§ **Exercise prompt**
Among the entries below, find each line holding "directions" and return it.

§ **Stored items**

********************

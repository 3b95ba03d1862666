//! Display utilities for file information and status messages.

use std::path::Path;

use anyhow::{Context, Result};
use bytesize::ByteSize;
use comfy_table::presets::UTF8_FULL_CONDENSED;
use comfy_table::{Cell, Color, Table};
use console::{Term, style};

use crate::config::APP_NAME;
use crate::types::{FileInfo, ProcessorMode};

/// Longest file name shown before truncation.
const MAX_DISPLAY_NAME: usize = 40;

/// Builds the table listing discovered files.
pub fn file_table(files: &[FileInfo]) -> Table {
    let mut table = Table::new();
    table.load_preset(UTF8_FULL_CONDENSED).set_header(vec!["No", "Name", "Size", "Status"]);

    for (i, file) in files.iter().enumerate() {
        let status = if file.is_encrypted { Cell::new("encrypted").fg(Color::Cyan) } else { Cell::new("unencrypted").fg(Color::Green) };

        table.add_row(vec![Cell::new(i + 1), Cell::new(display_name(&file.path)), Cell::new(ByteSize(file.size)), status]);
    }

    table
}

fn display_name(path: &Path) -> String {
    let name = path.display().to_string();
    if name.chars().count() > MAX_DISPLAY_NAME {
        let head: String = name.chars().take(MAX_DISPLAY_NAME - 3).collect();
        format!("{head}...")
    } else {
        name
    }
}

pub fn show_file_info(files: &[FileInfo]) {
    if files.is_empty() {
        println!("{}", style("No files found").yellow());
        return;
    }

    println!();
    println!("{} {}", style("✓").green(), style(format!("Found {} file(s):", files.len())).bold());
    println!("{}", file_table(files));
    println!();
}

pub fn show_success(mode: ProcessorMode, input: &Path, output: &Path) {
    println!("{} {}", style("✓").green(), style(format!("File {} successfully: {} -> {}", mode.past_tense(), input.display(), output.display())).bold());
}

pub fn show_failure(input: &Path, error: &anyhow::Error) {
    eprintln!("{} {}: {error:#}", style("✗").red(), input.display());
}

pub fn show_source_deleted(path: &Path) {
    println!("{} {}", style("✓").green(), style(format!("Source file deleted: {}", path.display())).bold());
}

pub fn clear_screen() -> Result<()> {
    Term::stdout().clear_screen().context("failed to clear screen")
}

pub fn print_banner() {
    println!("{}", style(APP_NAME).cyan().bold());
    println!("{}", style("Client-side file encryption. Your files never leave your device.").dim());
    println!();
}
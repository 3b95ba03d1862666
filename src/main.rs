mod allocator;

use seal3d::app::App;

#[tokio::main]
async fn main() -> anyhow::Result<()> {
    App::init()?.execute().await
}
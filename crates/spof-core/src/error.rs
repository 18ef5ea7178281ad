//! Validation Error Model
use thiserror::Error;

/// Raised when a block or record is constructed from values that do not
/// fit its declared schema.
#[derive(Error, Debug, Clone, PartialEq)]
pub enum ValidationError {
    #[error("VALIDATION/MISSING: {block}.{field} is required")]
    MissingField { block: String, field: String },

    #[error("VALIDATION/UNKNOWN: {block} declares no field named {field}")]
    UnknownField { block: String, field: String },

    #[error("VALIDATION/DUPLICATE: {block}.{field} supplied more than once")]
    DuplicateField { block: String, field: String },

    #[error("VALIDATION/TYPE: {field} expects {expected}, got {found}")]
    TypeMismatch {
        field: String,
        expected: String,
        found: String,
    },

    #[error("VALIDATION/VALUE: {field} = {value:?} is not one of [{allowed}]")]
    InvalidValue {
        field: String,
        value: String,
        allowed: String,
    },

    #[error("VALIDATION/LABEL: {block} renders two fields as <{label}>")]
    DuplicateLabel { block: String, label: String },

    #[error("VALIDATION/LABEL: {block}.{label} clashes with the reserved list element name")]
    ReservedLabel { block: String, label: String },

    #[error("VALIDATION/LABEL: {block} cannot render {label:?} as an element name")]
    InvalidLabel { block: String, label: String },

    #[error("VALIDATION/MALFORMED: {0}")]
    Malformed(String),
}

********************

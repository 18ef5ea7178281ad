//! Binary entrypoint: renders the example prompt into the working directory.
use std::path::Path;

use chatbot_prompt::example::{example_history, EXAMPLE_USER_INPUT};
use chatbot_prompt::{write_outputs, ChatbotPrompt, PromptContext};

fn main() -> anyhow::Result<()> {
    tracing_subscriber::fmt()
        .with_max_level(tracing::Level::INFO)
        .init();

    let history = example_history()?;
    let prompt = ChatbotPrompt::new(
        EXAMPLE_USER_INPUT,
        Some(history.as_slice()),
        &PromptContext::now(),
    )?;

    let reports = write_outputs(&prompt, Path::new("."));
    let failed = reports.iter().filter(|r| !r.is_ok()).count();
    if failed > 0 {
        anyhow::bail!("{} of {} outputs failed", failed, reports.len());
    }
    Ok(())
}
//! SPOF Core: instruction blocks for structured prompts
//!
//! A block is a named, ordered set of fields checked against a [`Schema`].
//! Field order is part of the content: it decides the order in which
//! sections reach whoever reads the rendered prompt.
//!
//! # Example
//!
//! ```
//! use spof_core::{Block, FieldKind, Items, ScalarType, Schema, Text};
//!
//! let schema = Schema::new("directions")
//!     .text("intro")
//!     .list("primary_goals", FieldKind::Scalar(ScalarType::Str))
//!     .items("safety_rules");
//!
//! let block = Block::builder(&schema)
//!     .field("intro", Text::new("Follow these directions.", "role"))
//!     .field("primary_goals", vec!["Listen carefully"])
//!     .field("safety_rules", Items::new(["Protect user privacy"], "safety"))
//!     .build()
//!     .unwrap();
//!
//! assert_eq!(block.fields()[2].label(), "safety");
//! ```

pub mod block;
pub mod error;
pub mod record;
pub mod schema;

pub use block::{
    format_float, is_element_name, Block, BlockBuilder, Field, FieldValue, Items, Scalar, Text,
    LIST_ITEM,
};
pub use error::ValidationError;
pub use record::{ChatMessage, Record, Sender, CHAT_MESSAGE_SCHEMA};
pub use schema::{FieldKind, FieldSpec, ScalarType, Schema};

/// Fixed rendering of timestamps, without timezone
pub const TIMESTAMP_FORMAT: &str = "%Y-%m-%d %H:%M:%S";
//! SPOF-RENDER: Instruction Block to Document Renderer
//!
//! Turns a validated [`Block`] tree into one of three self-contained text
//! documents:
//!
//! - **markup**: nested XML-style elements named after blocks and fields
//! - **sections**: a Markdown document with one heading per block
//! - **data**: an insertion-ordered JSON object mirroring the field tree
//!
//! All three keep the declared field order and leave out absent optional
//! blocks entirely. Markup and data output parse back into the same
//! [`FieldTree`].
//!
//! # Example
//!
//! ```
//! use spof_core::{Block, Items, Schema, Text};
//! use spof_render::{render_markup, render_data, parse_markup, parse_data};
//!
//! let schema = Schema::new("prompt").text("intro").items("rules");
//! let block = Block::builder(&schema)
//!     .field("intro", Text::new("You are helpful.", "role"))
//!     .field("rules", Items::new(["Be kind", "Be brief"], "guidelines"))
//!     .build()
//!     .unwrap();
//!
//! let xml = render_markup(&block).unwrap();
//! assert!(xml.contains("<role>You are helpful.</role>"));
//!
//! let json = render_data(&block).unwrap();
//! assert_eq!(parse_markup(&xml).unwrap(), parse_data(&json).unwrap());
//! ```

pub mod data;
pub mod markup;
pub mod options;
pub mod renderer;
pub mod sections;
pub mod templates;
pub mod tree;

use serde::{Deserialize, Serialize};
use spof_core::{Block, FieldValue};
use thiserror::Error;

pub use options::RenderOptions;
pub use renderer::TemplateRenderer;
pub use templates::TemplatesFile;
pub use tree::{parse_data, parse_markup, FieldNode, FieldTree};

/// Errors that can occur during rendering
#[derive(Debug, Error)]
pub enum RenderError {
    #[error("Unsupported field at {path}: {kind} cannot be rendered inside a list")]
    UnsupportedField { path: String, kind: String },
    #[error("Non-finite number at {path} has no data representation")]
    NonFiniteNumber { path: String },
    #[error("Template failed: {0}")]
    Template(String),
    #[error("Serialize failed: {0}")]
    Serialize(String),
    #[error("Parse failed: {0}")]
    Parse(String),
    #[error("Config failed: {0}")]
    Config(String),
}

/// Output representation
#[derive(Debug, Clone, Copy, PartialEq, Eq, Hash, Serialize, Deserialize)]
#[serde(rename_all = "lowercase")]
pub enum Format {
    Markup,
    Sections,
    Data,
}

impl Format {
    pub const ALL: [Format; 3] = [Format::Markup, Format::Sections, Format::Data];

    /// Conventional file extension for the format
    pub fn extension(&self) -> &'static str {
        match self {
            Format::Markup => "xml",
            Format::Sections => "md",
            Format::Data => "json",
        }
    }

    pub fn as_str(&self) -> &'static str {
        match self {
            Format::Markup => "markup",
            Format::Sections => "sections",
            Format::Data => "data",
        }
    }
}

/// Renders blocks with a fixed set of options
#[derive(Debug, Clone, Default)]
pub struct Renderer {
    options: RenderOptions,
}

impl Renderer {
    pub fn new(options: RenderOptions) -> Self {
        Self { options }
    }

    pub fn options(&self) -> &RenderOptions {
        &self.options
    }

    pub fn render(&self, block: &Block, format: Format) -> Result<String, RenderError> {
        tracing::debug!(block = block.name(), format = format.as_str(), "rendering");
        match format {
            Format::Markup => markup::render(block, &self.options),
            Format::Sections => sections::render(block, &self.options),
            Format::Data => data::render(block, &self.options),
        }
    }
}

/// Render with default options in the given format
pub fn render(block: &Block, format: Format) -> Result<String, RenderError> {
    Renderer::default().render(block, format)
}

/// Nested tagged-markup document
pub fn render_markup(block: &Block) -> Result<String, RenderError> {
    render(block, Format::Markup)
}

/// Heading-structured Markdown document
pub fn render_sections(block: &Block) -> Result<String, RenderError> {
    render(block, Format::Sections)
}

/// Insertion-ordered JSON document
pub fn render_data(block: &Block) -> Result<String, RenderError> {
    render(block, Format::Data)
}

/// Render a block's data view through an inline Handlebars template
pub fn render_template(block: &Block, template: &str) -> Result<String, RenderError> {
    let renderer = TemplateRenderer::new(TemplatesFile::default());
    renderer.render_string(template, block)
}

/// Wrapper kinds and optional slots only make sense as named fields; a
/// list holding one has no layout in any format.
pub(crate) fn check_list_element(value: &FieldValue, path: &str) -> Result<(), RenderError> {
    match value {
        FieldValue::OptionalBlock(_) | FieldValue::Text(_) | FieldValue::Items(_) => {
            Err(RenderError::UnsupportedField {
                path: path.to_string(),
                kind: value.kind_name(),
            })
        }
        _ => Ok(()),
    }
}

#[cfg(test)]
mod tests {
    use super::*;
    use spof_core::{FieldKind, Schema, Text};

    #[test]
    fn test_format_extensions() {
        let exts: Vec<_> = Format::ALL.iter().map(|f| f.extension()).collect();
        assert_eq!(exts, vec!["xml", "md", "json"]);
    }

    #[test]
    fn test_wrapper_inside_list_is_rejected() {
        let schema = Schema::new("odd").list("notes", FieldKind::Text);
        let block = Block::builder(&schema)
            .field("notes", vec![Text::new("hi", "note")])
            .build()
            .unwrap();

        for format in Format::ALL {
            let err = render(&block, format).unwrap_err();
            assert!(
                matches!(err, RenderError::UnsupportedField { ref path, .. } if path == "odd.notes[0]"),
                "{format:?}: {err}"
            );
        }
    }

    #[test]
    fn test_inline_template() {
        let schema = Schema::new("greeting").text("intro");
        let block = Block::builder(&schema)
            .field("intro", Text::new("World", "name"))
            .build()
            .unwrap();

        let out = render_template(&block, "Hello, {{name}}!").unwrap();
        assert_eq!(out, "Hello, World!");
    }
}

********************

§ **Response**
//! let schema = Schema::new("directions")
//!     .field("intro", Text::new("Follow these directions.", "role"))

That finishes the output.